Importance: Half of women who are postmenopausal have genitourinary discomfort after menopause. Recommended therapies include low-dose vaginal estrogen. Individuals with a history of breast cancer or venous thromboembolism may have concerns about the safety of this intervention.

Objective: To compare serum estrogen concentrations with the use of vaginal estrogen, 10 μg, tablet vs placebo in women who are postmenopausal.

Design, setting, and participants: This is a secondary, post hoc analysis of data from a randomized clinical trial of treatment for moderate to severe genitourinary syndrome in women who are postmenopausal. The study was conducted at Kaiser Permanente Washington Health Research Institute and the University of Minnesota from April 11, 2016, to April 23, 2017. Measurements and data analysis were performed from November 3, 2020, to September 23, 2022.

Interventions: Participants were randomly assigned to vaginal estradiol tablet (10 μg/d for 2 weeks and then twice weekly) plus placebo gel (3 times weekly) or dual placebo for 12 weeks.

Main outcomes and measures: In this post hoc analysis, baseline and week 12 serum estradiol, estrone, and sex hormone-binding globulin (SHBG) concentrations were measured by a chemiluminescent assay. Week 12 values of the 3 analytes were compared by baseline participant characteristics. Linear models compared week 12 estradiol concentrations between treatment groups, adjusted for baseline characteristics.

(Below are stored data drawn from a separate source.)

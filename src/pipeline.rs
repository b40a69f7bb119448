//! Candidate pipeline
//!
//! Feed → admission filter → scorer → dispatch queue → worker pool → decision
//! engine → execution → position manager. The position manager ticks on its
//! own task and sends exits back through the same executor.
//!
//! Shutdown order: stop reading the feed, close the queue, let workers finish
//! their current evaluation (bounded), then stop the position manager, which
//! drains its in-flight exits and saves.

use chrono::{DateTime, Utc};
use dashmap::DashMap;
use serde::Serialize;
use std::path::PathBuf;
use std::sync::atomic::{AtomicU64, Ordering};
use std::sync::Arc;
use std::time::Duration;
use tokio::sync::mpsc;
use tokio::task::JoinSet;
use tokio_util::sync::CancellationToken;
use tracing::{debug, error, info, warn};

use crate::config::{Config, FeedConfig};
use crate::error::{Error, ExecutionFailure, Result};
use crate::filter::admission::AdmissionFilter;
use crate::filter::scoring::Scorer;
use crate::filter::types::{Candidate, CandidateUpdate, ScoredCandidate};
use crate::position::manager::{PositionCommand, PositionManager};
use crate::position::price_feed::PriceSource;
use crate::position::types::PositionBook;
use crate::strategy::engine::DecisionEngine;
use crate::strategy::learning::LearningSink;
use crate::strategy::portfolio_risk::{AdmissionLedger, AdmissionLimits};
use crate::strategy::predictor::{GuardedPredictor, HeuristicPredictor, Predictor};
use crate::strategy::types::{Decision, Mode, ModeSelector, SkipReason};
use crate::stream::dispatch::{DispatchQueue, PushOutcome};
use crate::stream::feed::{CandidateFeed, FeedRetry};
use crate::trading::executor::{CircuitBreaker, RetryingExecutor, TradeExecutor};
use crate::trading::in_flight::{InFlightKind, InFlightRegistry};
use crate::trading::types::{ExecutionReceipt, TradeIntent};

const ALERT_CAPACITY: usize = 64;
const POSITION_COMMAND_CAPACITY: usize = 64;

/// A qualifying candidate waiting for manual confirmation
#[derive(Debug, Clone, Serialize)]
pub struct Alert {
    pub candidate: Candidate,
    pub score: f64,
    /// Suggested buy; carries the size and the mode it was decided in
    pub intent: TradeIntent,
}

/// Result of an entry attempt
#[derive(Debug, Clone)]
pub enum EntryOutcome {
    /// Buy confirmed and handed to the position manager
    Opened(ExecutionReceipt),
    /// Refused before submission
    Blocked(SkipReason),
    /// Terminal execution failure; no position, spend refunded
    Failed(ExecutionFailure),
}

/// External collaborators the pipeline runs against
pub struct Collaborators {
    pub executor: Arc<dyn TradeExecutor>,
    pub prices: Arc<dyn PriceSource>,
    /// External model; the built-in heuristic is used when prediction is
    /// enabled and none is given
    pub predictor: Option<Arc<dyn Predictor>>,
    pub learning: Option<Arc<dyn LearningSink>>,
}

Results: A total of 174 women, mean (SD) age 61 (4) years, were included. Those in the estrogen group (n = 88) were more likely to have higher geometric mean (SD) week 12 serum estradiol concentrations (4.3 [2.2 pg/mL]) than those in the placebo group (n = 86) (3.5 [2.1] pg/mL) (P = .01). Adjusted for pretreatment hormone concentrations, age, clinical site, and body mass index, assignment to the estrogen vs placebo treatment group was significantly associated with higher week 12 estradiol concentrations (23.8% difference; 95% CI, 6.9%-43.3%). Most (121 of 174 [69.5%]) participants had enrollment serum estradiol concentrations higher than 2.7 pg/mL. Of women starting treatment at estradiol levels lower than or equal to 2.7 pg/mL, 38.1% (8 of 21) in the estrogen group and 34.4% (11 of 32) in the placebo group had estradiol concentrations higher than 2.7 pg/mL after 12 weeks of study participation (P = .78). Treatment assignment was not associated with week 12 estrone or SHBG concentrations.

Conclusions and relevance: In this secondary analysis of a randomized clinical trial, a significant, although small, increase in serum estradiol levels was noted after 12 weeks of vaginal estrogen administration. The clinical relevance of this small increase is uncertain.

Trial registration: ClinicalTrials.gov Identifier: NCT02516202.

Figure.. Serum Concentrations of Estradiol at Enrollment and 12 Weeks in Participants of the MsFLASH Vaginal Health Randomized Clinical Trial

The box plots represent the median and IQR of values at enrollment and week 12. Each triangle represents a measurement from an individual participant, and the lines connect the pretreatment and week 12 values for each participant assigned to the vaginal estradiol, 10-µg, tablet plus placebo gel (n = 88) group (A) or the dual-placebo group (n = 86) (B). This summary does not include 2 participants who received placebo with unusually large estradiol levels (baseline: 40.3 pg/mL; week 12, 3.4 pg/mL and baseline, 7.4 pg/mL; week 12, 52.0 pg/mL).